3-3 duoprism

3-3 duoprism Schlegel diagram
Type	Uniform duoprism
Schläfli symbol	{3}×{3} = {3}2
Coxeter diagram
Cells	6 triangular prisms
Faces	9 squares, 6 triangles
Edges	18
Vertices	9
Vertex figure	Tetragonal disphenoid
Symmetry	[[3,2,3]] = [6,2+,6], order 72
Dual	3-3 duopyramid
Properties	convex, vertex-uniform, facet-transitive

In the geometry of 4 dimensions, the 3-3 duoprism or triangular duoprism is a four-dimensional convex polytope. It can be constructed as the Cartesian product of two triangles and is the simplest of an infinite family of four-dimensional polytopes constructed as Cartesian products of two polygons, the duoprisms.
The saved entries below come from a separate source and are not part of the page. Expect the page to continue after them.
use super::client::HttpOutcome;

/// Search-related errors
///
/// Every variant except `Cancelled` is terminal for a planning invocation: the planner
/// aborts on the first one it sees and discards whatever was accumulated.
#[derive(Debug, thiserror::Error)]
pub enum SearchError {
    #[error("Google Search API: Invalid API key - {detail}")]
    InvalidApiKey { detail: String },

    #[error("Google Search API: Access denied or quota exceeded - {detail}")]
    AccessDenied { detail: String },

    #[error("Google Search API: Invalid request - {detail}")]
    InvalidRequest { detail: String },

    #[error("Google Search API error: {detail} (status {status})")]
    Http { status: i32, detail: String },

    #[error("Max retries exceeded after {attempts} attempts (last status {status}): {detail}")]
    RetriesExhausted {
        status: i32,
        attempts: u32,
        detail: String,
    },

    #[error("Failed to parse Google Search API response: {0}")]
    MalformedResponse(String),

    #[error("Google Search API error: {0}")]
    Api(String),

    #[error("Invalid query: {0}")]
    InvalidQuery(String),

    #[error("Invalid limit {0}: result budget must be a positive number")]
    InvalidLimit(i64),

    #[error("Unknown search filter: '{0}'")]
    UnknownFilter(String),

    #[error("Missing credentials: {0}")]
    MissingCredentials(String),

    #[error("Search cancelled")]
    Cancelled,

    #[error(transparent)]
    Other(#[from] anyhow::Error),
}

impl SearchError {
    /// Classify a terminal (unsuccessful) fetch outcome.
    pub fn from_outcome(outcome: &HttpOutcome) -> Self {
        let detail = outcome.detail();
        match outcome.status {
            401 => SearchError::InvalidApiKey { detail },
            403 => SearchError::AccessDenied { detail },
            400 => SearchError::InvalidRequest { detail },
            status if HttpOutcome::is_retryable(status) => SearchError::RetriesExhausted {
                status,
                attempts: outcome.attempts,
                detail,
            },
            status => SearchError::Http { status, detail },
        }
    }

    /// Whether the underlying condition was transient.
    ///
    /// The fetch client has already spent its retry budget by the time one of these
    /// reaches a caller, so this is informational only.
    pub fn is_retryable(&self) -> bool {
        matches!(self, SearchError::RetriesExhausted { .. })
    }
}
It has 9 vertices, 18 edges, 15 faces (9 squares, and 6 triangles), in 6 triangular prism cells. It has Coxeter diagram , and symmetry [[3,2,3]], order 72. Its vertices and edges form a [math]\displaystyle{ 3\times 3 }[/math] rook's graph.

Hypervolume

The hypervolume of a uniform 3-3 duoprism, with edge length a, is [math]\displaystyle{ V_4 = {3\over 16}a^4 }[/math]. This is the square of the area of an equilateral triangle, [math]\displaystyle{ A = {\sqrt3\over 4}a^2 }[/math].

Graph

The graph of vertices and edges of the 3-3 duoprism has 9 vertices and 18 edges. Like the Berlekamp–van Lint–Seidel graph and the unknown solution to Conway's 99-graph problem, every edge is part of a unique triangle and every non-adjacent pair of vertices is the diagonal of a unique square. It is a toroidal graph, a locally linear graph, a strongly regular graph with parameters (9,4,1,2), the [math]\displaystyle{ 3\times 3 }[/math] rook's graph, and the Paley graph of order 9.^[1] This graph is also the Cayley graph of the group [math]\displaystyle{ G=\langle a,b:a^3=b^3=1,\ ab=ba\rangle\simeq C_3\times C_3 }[/math] with generating set [math]\displaystyle{ S=\{a,a^2,b,b^2\} }[/math].

Images

Orthogonal projections

Net	3D perspective projection with 2 different rotations

Symmetry

In 5-dimensions, some uniform 5-polytopes have 3-3 duoprism vertex figures, some with unequal edge-lengths and therefore lower symmetry:

Symmetry	[[3,2,3]], order 72	[3,2], order 12
Coxeter diagram
Schlegel diagram
Name	t2α5	t03α5	t03γ5	t03β5

The birectified 16-cell honeycomb also has a 3-3 duoprism vertex figure. There are three constructions for the honeycomb with two lower symmetries.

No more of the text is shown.